Director: Michael Sarnoski
Written by: Michael Sarnoski
Starring: Nicolas Cage, Alex Wolff and Adam Arkin
Liam Neeson had his daughter taken, Keanu Reeves had his dog killed and Bob Odenkirk very recently had his house broken into. Adding to the middle-aged revenge films is Nicolas Cage having his pig stolen. Unlike the other films, Pig is an emotional, slow-burn thriller with one of the best performances of recent times. This is Cage at his absolute best giving a career defining performance as Rob, the truffle forager.
To date Cage has starred in roughly one hundred films. Even in some of the trash he’s been in recently, Cage is usually the stand-out part. In Pig he commands the screen, giving a powerful and subtle performance. There are moments in the opening scenes when he’s just looking at his pig and you can feel his love for it. You’d believe it if that was Cage’s pet pig off-screen, even though it isn’t. There’s just a bond between them that’s palpable from the opening sequence.

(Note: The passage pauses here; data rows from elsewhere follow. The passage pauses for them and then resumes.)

//! Delimited text tables.

use std::fs::File;
use std::path::Path;

use csv::ReaderBuilder;

use super::{
    extension, file_stem, validate_vector, DatasetDriver, DriverError, DriverFamily, DriverLayer,
    FeatureSample, LayerReport, ProbeOptions,
};
use crate::record::{DataType, FieldInfo, VectorAttributes};

const FORMAT: &str = "CSV";
/// Rows inspected when inferring column types.
const TYPE_SAMPLE_ROWS: usize = 100;

pub struct CsvDriver;

/// Narrowest type that fits every non-empty value seen so far.
#[derive(Debug, Clone, Copy, PartialEq, Eq)]
enum ColumnType {
    Unknown,
    Integer,
    Real,
    String,
}

impl ColumnType {
    fn observe(self, value: &str) -> Self {
        let value = value.trim();
        if value.is_empty() || self == ColumnType::String {
            return self;
        }
        let seen = if value.parse::<i64>().is_ok() {
            ColumnType::Integer
        } else if value.parse::<f64>().map(f64::is_finite).unwrap_or(false) {
            ColumnType::Real
        } else {
            ColumnType::String
        };
        match (self, seen) {
            (ColumnType::Unknown, s) => s,
            (ColumnType::Integer, ColumnType::Real) => ColumnType::Real,
            (ColumnType::Real, ColumnType::Integer) => ColumnType::Real,
            (_, ColumnType::String) => ColumnType::String,
            (current, _) => current,
        }
    }

    fn name(self) -> &'static str {
        match self {
            ColumnType::Integer => "Integer",
            ColumnType::Real => "Real",
            ColumnType::Unknown | ColumnType::String => "String",
        }
    }
}

fn delimiter_for(path: &Path) -> Option<u8> {
    match extension(path).as_deref() {
        Some("csv") => Some(b','),
        Some("tsv") => Some(b'\t'),
        _ => None,
    }
}

fn csv_err(e: csv::Error) -> DriverError {
    match e.into_kind() {
        csv::ErrorKind::Io(io) => DriverError::Io(io),
        other => DriverError::malformed(FORMAT, format!("{:?}", other)),
    }
}

impl DatasetDriver for CsvDriver {
    fn short_name(&self) -> &'static str {
        FORMAT
    }

    fn long_name(&self) -> &'static str {
        "Comma Separated Value (.csv)"
    }

    fn family(&self) -> DriverFamily {
        DriverFamily::Vector
    }

    fn open(&self, path: &Path, options: &ProbeOptions) -> Result<Vec<DriverLayer>, DriverError> {
        let Some(delimiter) = delimiter_for(path) else {
            return Err(DriverError::NotRecognized);
        };
        let mut reader = ReaderBuilder::new()
            .delimiter(delimiter)
            .flexible(true)
            .from_reader(File::open(path)?);

        let headers: Vec<String> = reader
            .headers()
            .map_err(csv_err)?
            .iter()
            .map(|h| h.trim().to_string())
            .collect();
        if headers.iter().all(String::is_empty) {
            return Err(DriverError::malformed(FORMAT, "missing header row"));
        }

        let mut types = vec![ColumnType::Unknown; headers.len()];
        let mut rows: u64 = 0;
        let mut first_row_ok = None;
        for result in reader.records() {
            match result {
                Ok(record) => {
                    if rows < TYPE_SAMPLE_ROWS as u64 {
                        for (column, value) in types.iter_mut().zip(record.iter()) {
                            *column = column.observe(value);
                        }
                    }
                    first_row_ok.get_or_insert(true);
                    rows += 1;
                }
                Err(e) => {
                    log::debug!("Stopped reading {} at row {}: {}", path.display(), rows + 2, e);
                    first_row_ok.get_or_insert(false);
                    break;
                }
            }
        }

        let fields = headers
            .into_iter()
            .zip(&types)
            .map(|(name, ty)| FieldInfo::new(name, ty.name()))
            .collect();

        let mut report = LayerReport {
            vector: Some(VectorAttributes {
                feature_count: Some(rows),
                fields,
                ..VectorAttributes::default()
            }),
            ..LayerReport::default()
        };

        if options.validate {
            let count = if first_row_ok == Some(false) { 1 } else { rows };
            validate_vector(&mut report, true, count, || match first_row_ok {
                Some(false) => FeatureSample::Unreadable,
                _ => FeatureSample::NoGeometry,
            });
        }

        Ok(vec![DriverLayer {
            name: file_stem(path),
            data_type: DataType::Table,
            report,
        }])
    }
}

#[cfg(test)]
mod tests {
    use super::*;
    use tempfile::TempDir;

    #[test]
    fn test_column_type_widening() {
        let ty = ColumnType::Unknown.observe("3").observe("").observe("4.5");
        assert_eq!(ty, ColumnType::Real);
        assert_eq!(ty.observe("n/a"), ColumnType::String);
        assert_eq!(ColumnType::Unknown.name(), "String");
    }

    #[test]
    fn test_reads_header_and_row_count() {
        let dir = TempDir::new().unwrap();
        let path = dir.path().join("wells.csv");
        std::fs::write(&path, "id,depth,name\n1,12.5,north\n2,8,south\n3,,east\n").unwrap();

        let layers = CsvDriver.open(&path, &ProbeOptions { validate: true }).unwrap();
        assert_eq!(layers.len(), 1);
        let layer = &layers[0];
        assert_eq!(layer.name, "wells");
        assert_eq!(layer.data_type, DataType::Table);
        let vector = layer.report.vector.as_ref().unwrap();
        assert_eq!(vector.feature_count, Some(3));
        assert_eq!(
            vector.fields,
            vec![
                FieldInfo::new("id", "Integer"),
                FieldInfo::new("depth", "Real"),
                FieldInfo::new("name", "String"),
            ]
        );
        assert!(layer.report.issues.is_empty());
    }

    #[test]
    fn test_header_only_file_is_empty_dataset() {
        let dir = TempDir::new().unwrap();
        let path = dir.path().join("empty.csv");
        std::fs::write(&path, "a,b\n").unwrap();
        let layers = CsvDriver.open(&path, &ProbeOptions { validate: true }).unwrap();
        let messages: Vec<_> = layers[0].report.issues.iter().map(|i| i.message.as_str()).collect();
        assert_eq!(messages, vec!["Empty dataset"]);
    }

    #[test]
    fn test_other_extensions_are_not_recognized() {
        let dir = TempDir::new().unwrap();
        let path = dir.path().join("notes.txt");
        std::fs::write(&path, "a,b\n1,2\n").unwrap();
        assert!(matches!(
            CsvDriver.open(&path, &ProbeOptions::default()),
            Err(DriverError::NotRecognized)
        ));
    }
}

The film starts with an overhead shot of running water, with the running stream loudly encompassing you. It’s a palate cleanser, telling you to leave everything from the real world behind and be absorbed into the world of truffle foraging. After a few scenes of Cage and his pig going about their lives, the pig is stolen, and Cage is left unconscious on the floor. He then awakes and sets out to find his friend with the help of an acquaintance Amir.
The premise sounds silly and something that Cage would normally do with high-octane energy and lots of manic shouting. In the hands of any other director that’s probably the film we would have gotten and I’m sure there would be some classic Cage moments in there. Instead, the premise is taken incredibly seriously. The kidnapping is horrific, with the pig squealing as it’s carried away into the night. The violence that happens shortly afterwards, confined to one scene, is brutal to watch. Cage carries the scars and blood on his face for the rest of the film.
Pig never goes where you think it’s going. The plot moves at its own pace, keeping one hundred percent of your attention every step of the way. There are moments where the set-up is familiar, but the outcome isn’t. This isn’t a film where Cage is going to run around shouting and shooting until his pig is safe. This is a film set very much in the real world, even if it feels like you’re in the criminal underworld of truffles at points. It’s sombre and dark film that mediates on the theme of loss and grief. It’s an emotional film that will shake you.
There is also a twisted sense of humour that runs throughout most of the film. Cage’s outfit looks sweaty and musty and seeing him in one of the fanciest restaurants being served prestigious dishes is a highlight. Followed quickly by the emotional destruction that Cage delivers to the chef by deconstructing his entire life in the same way that the restaurant serves deconstructed dishes.
The cooking sequence is shot with such precision that it’s the biggest cinematic love letter to food since Jon Favreau’s Chef. The food looks exquisite and the classic score in the background is the cherry on top of the scene.
Pig is a better film than anyone would think after hearing the premise. It’s Cage’s strongest performance in years and one of the best films of the year. It’s slow, subtle and an emotional story. This is one to watch and it will stay with you for a long time.